Est-il urgent de récupérer le bois qui peut l’être ?
Il y a une certaine urgence, qui est la même partout. Tous les propriétaires forestiers voudraient avoir des machines dès la semaine prochaine ; mais le nombre de machines disponibles n’est pas extensible. On fera appel à la solidarité, toute la Nouvelle-Aquitaine jouera le jeu, déjà. Vous savez, après la tempête de 1999, il a fallu plusieurs années pour résorber les dégâts. Ça ne se fait pas en un claquement de doigts.

Travailler avec les services de l'Etat

Quelles sont, seront, les conséquences économiques pour la filière bois en Gironde ?
D’abord, il y a deux catégories de propriétaires forestiers. Ceux qui étaient assurés, et ceux qui ne l’étaient pas. Cette assurance n’est pas obligatoire et ne couvre qu’une petite partie du sinistre, car la part de la franchise est très importante. Le très gros propriétaire, dit « industriel », tire ses revenus de sa forêt et ne peut se permettre de ne pas être assuré. Mais celui qui a hérité de la forêt de ses grands-parents n’est pas forcément assuré, lui. Ce que l’on peut dire aujourd’hui c’est que la plus grande surface boisée est assurée car il y a de très grands propriétaires. Cela ne signifie pas que la majorité des propriétaires sont assurés. Ensuite, il est trop tôt pour jauger les conséquences économiques. Si une forêt de 15 ou 20 ans a brûlé, elle aurait dû être récoltée dans 15 ans donc ce sera une perte économique plus tard. Si une forêt était à maturité, c’est une perte instantanée.

Les dommages seront-ils conséquents, aussi, pour les industries utilisant le bois comme matière première ?
Un industriel a toujours intérêt, économiquement, à s’approvisionner dans un rayon le plus proche possible de son usine. Donc celui qui est basé à Saint-Symphorien est particulièrement concerné. L’industriel basé dans le Médoc le sera moins. Par contre, il va y avoir des effets mécaniques car le bois brûlé aura une valeur fortement décotée et le bois sain, plus rare, fera mécaniquement augmenter la valeur… On peut tout de même relativiser car les incendies ont été moins catastrophiques que la tempête de 1999.

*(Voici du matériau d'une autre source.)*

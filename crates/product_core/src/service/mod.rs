//! Core use-case services.
//!
//! # Responsibility
//! - Orchestrate repository calls into use-case level APIs.
//! - Keep callers decoupled from storage details.

pub mod product_service;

Au-delà du travail de diagnostic, quelles seront vos missions dans les semaines à venir ?
On travaille bien évidemment avec les services de l’Etat, et plusieurs réunions auront lieu en septembre sur le système d’aide au nettoyage, à la reconstitution des forêts, c’est ça qui est important. Il faut faire en sorte que les petits propriétaires ne se disent pas « j’ai tout perdu, je baisse les bras et je laisse le terrain en friche ». Désormais un débat général est lancé, il faut en tirer les enseignements et se poser les bonnes questions. Comment replanter, quelles essences, leur disposition ? De nombreux éléments seront pris en compte.